INFORMATION GIVEN
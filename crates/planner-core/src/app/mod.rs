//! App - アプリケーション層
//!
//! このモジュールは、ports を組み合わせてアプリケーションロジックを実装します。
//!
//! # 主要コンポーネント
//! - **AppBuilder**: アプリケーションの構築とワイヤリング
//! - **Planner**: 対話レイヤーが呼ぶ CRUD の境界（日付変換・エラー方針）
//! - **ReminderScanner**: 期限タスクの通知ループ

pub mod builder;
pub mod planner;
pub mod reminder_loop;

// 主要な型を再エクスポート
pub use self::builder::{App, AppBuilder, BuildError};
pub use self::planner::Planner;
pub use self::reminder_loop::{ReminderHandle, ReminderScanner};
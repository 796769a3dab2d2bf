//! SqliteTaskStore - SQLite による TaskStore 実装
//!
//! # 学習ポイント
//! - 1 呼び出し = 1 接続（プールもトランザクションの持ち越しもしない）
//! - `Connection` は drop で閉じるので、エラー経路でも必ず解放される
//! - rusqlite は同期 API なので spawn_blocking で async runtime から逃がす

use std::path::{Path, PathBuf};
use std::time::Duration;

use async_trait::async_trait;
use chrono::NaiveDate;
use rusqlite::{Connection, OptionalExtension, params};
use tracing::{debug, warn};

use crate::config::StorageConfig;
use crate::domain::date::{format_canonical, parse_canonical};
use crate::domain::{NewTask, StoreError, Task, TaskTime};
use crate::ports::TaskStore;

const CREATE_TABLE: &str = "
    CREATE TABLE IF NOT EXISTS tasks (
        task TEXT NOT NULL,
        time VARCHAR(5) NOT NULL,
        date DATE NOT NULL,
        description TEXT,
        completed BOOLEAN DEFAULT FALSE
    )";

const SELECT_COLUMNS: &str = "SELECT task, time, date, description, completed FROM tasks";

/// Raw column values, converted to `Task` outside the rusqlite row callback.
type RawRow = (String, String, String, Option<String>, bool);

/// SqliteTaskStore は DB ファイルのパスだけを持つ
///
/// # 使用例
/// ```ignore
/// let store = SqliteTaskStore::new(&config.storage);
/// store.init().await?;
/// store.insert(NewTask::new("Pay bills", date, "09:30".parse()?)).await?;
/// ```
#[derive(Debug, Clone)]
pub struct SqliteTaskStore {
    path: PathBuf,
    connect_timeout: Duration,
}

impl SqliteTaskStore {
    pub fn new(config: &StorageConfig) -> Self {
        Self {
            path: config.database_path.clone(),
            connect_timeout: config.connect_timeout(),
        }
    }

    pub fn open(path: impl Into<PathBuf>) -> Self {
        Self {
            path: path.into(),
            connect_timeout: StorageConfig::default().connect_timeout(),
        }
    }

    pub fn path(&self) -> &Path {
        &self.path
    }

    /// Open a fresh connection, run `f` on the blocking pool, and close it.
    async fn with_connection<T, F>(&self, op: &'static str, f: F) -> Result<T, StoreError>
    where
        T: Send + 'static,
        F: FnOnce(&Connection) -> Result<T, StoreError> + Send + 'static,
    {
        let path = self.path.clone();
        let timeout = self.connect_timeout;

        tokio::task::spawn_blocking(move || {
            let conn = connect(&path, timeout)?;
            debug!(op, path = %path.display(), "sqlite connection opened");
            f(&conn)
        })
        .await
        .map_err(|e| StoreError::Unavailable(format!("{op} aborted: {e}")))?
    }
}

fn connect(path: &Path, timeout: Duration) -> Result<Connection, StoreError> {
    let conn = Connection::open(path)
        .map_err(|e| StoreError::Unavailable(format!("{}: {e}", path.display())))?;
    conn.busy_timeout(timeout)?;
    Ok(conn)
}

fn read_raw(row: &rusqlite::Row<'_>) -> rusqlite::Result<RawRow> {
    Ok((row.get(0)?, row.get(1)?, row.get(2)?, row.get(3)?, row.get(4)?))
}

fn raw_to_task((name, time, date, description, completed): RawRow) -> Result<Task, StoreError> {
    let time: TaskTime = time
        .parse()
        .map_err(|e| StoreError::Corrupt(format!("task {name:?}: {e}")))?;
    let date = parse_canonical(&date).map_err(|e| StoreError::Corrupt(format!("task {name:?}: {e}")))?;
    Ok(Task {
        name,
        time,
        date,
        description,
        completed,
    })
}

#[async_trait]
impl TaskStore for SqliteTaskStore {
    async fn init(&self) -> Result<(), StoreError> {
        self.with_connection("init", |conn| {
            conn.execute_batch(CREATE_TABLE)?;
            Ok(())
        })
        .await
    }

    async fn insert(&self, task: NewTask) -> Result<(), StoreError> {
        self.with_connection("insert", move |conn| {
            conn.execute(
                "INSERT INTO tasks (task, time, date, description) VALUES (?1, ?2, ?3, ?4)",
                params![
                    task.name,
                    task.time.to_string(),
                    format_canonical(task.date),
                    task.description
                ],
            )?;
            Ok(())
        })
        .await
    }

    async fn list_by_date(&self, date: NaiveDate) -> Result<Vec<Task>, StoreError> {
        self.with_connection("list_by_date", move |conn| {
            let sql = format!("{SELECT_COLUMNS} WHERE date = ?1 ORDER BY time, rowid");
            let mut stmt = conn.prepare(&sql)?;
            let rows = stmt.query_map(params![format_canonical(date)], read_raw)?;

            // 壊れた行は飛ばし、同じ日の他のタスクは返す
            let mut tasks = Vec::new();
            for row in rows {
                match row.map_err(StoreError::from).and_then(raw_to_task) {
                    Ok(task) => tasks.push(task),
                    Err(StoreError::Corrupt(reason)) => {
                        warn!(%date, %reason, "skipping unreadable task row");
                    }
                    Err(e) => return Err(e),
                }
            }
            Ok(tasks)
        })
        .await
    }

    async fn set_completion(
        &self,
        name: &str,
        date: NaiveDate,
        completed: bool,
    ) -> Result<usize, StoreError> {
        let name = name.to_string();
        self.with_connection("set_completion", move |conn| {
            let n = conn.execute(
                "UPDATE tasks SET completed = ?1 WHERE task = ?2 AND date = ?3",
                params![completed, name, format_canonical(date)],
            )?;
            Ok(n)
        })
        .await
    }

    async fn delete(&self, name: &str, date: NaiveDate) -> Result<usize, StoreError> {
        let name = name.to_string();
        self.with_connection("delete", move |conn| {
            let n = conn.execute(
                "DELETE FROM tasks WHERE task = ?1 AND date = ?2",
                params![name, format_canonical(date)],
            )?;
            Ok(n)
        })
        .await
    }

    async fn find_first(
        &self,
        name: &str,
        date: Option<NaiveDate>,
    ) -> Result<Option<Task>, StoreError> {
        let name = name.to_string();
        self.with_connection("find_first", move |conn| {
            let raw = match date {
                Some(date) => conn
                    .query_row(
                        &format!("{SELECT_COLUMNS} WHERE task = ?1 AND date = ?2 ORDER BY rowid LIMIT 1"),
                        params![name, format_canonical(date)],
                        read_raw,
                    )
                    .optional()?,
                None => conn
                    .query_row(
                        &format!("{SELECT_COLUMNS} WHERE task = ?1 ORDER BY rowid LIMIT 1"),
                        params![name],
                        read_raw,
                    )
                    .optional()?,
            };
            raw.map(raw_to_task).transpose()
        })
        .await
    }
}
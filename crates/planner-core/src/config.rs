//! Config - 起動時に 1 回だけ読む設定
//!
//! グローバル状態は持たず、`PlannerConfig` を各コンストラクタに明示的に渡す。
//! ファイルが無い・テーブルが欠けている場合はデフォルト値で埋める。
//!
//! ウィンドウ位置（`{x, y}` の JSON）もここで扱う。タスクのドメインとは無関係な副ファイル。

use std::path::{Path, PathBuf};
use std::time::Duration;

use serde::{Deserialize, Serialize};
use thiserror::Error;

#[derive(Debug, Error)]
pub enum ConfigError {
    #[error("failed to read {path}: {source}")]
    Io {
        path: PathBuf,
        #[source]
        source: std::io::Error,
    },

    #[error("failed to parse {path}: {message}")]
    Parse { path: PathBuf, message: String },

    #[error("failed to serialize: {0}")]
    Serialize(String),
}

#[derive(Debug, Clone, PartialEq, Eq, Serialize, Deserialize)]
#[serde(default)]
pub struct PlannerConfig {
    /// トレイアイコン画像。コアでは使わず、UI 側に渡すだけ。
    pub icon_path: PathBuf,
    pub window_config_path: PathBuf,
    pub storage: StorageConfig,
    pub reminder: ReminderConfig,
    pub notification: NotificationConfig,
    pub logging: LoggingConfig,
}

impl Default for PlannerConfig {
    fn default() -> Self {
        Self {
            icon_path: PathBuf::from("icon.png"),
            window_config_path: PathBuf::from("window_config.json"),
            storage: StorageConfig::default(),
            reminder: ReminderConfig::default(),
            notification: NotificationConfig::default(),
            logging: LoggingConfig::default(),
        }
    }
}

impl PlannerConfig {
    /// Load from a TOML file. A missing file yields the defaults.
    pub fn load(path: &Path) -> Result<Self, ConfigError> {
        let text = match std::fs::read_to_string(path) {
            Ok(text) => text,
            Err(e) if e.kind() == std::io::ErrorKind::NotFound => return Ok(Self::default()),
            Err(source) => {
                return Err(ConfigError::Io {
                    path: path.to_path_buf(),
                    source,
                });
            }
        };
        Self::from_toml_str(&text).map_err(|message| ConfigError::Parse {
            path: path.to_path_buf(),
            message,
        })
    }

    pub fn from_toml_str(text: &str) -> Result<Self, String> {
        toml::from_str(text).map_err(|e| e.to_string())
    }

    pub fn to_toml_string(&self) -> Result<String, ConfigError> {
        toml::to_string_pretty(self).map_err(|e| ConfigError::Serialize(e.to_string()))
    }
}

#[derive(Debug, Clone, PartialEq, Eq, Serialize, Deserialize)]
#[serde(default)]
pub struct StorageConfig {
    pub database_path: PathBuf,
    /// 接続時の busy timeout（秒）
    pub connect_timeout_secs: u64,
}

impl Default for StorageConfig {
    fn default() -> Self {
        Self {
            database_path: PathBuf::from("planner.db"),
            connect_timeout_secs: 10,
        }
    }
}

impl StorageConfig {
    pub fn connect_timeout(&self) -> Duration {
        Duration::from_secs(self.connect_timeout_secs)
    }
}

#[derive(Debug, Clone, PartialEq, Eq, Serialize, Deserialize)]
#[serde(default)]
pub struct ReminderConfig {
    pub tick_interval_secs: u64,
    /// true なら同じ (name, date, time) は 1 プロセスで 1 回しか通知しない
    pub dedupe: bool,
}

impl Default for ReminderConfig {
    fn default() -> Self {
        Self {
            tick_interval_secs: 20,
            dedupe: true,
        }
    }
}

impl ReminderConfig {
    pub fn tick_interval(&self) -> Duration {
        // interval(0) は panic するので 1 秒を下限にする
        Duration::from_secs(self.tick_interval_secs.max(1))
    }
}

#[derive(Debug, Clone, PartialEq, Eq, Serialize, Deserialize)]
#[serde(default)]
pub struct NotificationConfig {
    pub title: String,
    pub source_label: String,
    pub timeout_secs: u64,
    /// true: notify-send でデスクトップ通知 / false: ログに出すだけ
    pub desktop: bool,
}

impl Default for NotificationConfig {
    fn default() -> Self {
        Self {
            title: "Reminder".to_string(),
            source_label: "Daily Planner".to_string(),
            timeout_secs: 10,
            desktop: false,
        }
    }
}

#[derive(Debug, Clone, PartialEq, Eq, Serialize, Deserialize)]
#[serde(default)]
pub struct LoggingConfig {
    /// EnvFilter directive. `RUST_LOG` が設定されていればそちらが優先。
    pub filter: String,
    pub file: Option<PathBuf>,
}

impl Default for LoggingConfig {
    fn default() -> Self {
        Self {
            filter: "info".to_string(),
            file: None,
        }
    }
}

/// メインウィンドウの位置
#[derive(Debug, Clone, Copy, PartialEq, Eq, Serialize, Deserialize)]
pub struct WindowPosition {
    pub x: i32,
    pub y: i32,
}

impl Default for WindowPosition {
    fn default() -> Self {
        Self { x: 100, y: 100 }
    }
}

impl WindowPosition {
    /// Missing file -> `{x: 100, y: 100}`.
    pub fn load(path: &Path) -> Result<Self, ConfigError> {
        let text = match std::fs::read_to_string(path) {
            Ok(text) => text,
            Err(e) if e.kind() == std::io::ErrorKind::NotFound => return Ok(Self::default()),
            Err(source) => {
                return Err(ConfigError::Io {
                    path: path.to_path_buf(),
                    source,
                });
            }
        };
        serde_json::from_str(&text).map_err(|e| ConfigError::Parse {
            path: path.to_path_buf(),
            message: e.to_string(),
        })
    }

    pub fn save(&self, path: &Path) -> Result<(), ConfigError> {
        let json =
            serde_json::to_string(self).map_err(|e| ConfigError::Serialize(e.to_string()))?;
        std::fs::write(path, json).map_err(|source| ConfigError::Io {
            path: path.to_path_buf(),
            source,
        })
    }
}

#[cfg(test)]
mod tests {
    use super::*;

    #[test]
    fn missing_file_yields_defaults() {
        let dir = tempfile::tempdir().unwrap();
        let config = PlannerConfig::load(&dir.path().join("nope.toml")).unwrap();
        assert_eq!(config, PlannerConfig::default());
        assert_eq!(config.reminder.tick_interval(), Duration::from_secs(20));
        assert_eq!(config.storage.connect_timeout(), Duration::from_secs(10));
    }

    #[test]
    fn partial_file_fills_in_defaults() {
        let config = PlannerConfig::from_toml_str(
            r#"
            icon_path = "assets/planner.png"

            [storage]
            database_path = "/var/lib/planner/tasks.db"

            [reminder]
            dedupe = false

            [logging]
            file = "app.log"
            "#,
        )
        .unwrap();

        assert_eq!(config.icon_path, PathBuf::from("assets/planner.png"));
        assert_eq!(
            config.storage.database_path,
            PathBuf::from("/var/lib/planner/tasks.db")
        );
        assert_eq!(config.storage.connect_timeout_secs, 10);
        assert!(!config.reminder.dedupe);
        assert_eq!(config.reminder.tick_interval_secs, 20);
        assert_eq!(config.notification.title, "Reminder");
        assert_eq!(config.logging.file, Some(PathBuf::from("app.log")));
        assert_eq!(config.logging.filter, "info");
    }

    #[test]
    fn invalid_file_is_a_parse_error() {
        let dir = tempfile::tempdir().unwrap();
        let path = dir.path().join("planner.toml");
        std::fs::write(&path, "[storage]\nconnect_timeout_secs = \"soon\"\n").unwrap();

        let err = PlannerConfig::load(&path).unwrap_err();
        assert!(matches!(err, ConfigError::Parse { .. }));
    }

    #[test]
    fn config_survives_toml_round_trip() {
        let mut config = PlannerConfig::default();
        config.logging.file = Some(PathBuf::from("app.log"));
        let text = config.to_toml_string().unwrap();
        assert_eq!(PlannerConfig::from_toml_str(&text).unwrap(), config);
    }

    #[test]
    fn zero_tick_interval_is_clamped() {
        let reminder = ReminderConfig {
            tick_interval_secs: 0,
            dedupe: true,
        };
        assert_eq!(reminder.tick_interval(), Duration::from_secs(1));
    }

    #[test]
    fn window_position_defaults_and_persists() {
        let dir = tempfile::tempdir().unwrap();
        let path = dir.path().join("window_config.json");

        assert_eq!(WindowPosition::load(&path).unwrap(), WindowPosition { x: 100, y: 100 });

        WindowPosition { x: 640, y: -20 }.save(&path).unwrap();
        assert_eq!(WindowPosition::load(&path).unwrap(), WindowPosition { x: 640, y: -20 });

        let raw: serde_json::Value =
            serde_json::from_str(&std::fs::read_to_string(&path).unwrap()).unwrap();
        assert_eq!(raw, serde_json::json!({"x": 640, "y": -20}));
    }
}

PROBLEM
For this exercise, return every line from the data that holds the string "ports".

SOLUTION
//! このモジュールは、ports を組み合わせてアプリケーションロジックを実装します。
use crate::ports::TaskStore;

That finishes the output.